§ **What is needed**:
Your answer should be the exact lines of the data below from the one containing "callers hand texts" through the one containing "let (jobs_tx, jobs_rx)"; please include nothing else.

§ **Working data**:

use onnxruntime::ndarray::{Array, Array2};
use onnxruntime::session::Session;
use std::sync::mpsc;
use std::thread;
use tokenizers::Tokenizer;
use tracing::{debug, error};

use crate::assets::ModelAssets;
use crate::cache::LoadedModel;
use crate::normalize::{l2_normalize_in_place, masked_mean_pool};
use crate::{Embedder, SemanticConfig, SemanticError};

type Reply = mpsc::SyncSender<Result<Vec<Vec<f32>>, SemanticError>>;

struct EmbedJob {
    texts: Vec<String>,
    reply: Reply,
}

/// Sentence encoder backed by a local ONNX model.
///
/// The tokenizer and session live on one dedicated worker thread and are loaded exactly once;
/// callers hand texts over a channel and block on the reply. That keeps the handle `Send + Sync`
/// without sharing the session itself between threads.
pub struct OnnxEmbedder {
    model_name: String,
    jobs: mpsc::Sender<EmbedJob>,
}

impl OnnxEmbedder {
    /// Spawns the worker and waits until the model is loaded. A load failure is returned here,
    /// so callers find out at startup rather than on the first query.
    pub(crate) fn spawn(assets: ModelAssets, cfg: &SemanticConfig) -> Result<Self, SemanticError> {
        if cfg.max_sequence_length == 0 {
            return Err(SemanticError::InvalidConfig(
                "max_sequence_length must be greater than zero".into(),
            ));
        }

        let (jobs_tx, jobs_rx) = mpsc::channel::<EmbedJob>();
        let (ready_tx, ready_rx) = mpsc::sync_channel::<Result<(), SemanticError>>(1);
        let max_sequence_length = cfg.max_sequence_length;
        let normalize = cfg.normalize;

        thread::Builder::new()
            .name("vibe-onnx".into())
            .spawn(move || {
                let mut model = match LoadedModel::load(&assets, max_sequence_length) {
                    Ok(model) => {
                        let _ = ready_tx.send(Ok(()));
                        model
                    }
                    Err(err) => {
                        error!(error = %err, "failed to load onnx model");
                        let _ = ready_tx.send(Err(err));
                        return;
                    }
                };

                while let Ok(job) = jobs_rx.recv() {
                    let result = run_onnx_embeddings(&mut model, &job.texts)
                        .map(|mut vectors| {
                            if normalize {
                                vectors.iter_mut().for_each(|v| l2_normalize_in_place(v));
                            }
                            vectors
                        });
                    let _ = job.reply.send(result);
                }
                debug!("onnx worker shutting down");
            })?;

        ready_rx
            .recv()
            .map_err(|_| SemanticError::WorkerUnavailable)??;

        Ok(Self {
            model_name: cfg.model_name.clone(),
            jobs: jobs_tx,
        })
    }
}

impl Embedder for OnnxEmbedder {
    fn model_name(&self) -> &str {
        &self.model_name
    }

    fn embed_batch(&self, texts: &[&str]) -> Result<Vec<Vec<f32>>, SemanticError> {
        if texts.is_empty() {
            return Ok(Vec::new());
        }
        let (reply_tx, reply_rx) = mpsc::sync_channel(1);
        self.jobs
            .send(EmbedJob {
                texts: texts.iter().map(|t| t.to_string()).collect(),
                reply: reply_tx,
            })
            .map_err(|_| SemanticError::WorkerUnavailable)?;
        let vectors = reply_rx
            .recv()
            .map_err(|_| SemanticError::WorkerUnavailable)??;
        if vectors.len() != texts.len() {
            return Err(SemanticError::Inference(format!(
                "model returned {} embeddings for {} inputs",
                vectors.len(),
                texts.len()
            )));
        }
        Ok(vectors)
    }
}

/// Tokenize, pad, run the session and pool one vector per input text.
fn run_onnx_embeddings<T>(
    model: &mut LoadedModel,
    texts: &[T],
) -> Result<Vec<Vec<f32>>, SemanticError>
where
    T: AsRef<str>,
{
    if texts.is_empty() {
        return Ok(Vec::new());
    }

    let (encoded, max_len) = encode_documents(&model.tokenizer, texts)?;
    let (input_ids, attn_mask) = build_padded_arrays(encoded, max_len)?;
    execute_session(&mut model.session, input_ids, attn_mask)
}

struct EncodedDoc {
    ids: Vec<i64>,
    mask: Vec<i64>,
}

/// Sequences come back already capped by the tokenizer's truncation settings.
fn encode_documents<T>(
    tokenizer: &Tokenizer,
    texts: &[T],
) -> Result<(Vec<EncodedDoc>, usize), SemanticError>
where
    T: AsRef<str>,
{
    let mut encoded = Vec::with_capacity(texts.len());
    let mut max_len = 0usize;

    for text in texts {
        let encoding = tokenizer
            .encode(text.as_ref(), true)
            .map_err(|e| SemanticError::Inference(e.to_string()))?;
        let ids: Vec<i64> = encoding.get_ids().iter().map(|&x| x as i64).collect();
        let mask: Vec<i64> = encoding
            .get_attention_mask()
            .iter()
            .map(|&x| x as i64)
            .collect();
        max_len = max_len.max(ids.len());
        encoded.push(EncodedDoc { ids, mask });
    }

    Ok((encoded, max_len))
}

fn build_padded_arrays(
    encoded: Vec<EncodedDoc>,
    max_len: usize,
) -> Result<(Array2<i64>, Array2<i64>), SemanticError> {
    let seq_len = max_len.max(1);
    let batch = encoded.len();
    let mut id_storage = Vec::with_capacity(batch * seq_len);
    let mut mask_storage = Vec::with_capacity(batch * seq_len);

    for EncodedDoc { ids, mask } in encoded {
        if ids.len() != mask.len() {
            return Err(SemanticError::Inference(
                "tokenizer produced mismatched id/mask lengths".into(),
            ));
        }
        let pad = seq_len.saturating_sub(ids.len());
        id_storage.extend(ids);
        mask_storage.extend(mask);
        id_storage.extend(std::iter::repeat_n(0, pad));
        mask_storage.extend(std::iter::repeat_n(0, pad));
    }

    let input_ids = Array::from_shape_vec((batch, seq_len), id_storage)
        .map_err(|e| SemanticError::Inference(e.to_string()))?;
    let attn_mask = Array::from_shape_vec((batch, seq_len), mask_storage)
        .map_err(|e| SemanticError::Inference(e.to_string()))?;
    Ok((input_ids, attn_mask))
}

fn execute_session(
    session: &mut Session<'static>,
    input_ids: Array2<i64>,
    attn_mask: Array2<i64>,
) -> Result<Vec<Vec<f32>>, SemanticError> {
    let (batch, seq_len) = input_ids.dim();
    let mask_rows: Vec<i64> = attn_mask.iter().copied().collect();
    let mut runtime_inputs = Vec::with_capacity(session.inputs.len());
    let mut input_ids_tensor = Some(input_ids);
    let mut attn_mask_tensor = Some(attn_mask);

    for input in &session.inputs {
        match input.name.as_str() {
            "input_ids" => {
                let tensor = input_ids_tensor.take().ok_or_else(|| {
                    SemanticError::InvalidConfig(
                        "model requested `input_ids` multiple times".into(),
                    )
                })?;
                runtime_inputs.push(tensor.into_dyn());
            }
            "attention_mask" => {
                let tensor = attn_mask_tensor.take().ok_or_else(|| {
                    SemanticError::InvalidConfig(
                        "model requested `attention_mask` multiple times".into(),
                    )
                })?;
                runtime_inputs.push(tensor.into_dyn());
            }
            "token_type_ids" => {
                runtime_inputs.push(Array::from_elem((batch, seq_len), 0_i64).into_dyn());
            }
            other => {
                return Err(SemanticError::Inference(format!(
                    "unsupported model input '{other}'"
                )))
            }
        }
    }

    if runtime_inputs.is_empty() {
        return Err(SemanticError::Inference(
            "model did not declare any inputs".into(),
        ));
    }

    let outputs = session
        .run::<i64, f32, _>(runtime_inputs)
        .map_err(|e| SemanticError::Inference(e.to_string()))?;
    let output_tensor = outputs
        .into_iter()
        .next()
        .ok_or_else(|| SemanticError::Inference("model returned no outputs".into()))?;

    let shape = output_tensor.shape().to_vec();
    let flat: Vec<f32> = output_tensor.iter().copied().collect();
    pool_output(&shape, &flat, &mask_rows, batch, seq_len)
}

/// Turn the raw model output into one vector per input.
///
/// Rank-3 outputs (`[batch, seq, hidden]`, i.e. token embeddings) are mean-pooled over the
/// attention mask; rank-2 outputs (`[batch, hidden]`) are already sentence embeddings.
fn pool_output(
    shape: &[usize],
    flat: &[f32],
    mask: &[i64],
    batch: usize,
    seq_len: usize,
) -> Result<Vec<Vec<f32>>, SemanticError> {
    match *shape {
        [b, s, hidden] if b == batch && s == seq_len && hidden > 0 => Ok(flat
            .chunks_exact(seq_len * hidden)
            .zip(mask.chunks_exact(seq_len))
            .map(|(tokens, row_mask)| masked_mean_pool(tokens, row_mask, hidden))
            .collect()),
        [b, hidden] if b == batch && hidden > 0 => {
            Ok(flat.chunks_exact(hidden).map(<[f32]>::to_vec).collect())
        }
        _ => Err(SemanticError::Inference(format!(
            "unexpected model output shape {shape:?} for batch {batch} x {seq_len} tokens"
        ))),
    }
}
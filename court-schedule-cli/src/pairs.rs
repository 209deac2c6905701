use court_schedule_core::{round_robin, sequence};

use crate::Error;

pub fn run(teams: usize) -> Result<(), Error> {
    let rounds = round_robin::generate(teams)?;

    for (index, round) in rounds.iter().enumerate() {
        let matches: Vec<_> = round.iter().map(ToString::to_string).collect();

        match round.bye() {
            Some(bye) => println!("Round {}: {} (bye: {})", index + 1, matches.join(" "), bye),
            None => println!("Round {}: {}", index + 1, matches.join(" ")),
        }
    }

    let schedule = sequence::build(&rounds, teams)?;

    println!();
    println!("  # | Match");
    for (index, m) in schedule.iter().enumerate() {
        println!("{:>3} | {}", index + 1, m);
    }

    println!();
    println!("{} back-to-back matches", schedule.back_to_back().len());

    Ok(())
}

§ **Answer to this exercise**:
/// callers hand texts over a channel and block on the reply. That keeps the handle `Send + Sync`
/// without sharing the session itself between threads.
pub struct OnnxEmbedder {
    model_name: String,
    jobs: mpsc::Sender<EmbedJob>,
}

impl OnnxEmbedder {
    /// Spawns the worker and waits until the model is loaded. A load failure is returned here,
    /// so callers find out at startup rather than on the first query.
    pub(crate) fn spawn(assets: ModelAssets, cfg: &SemanticConfig) -> Result<Self, SemanticError> {
        if cfg.max_sequence_length == 0 {
            return Err(SemanticError::InvalidConfig(
                "max_sequence_length must be greater than zero".into(),
            ));
        }

        let (jobs_tx, jobs_rx) = mpsc::channel::<EmbedJob>();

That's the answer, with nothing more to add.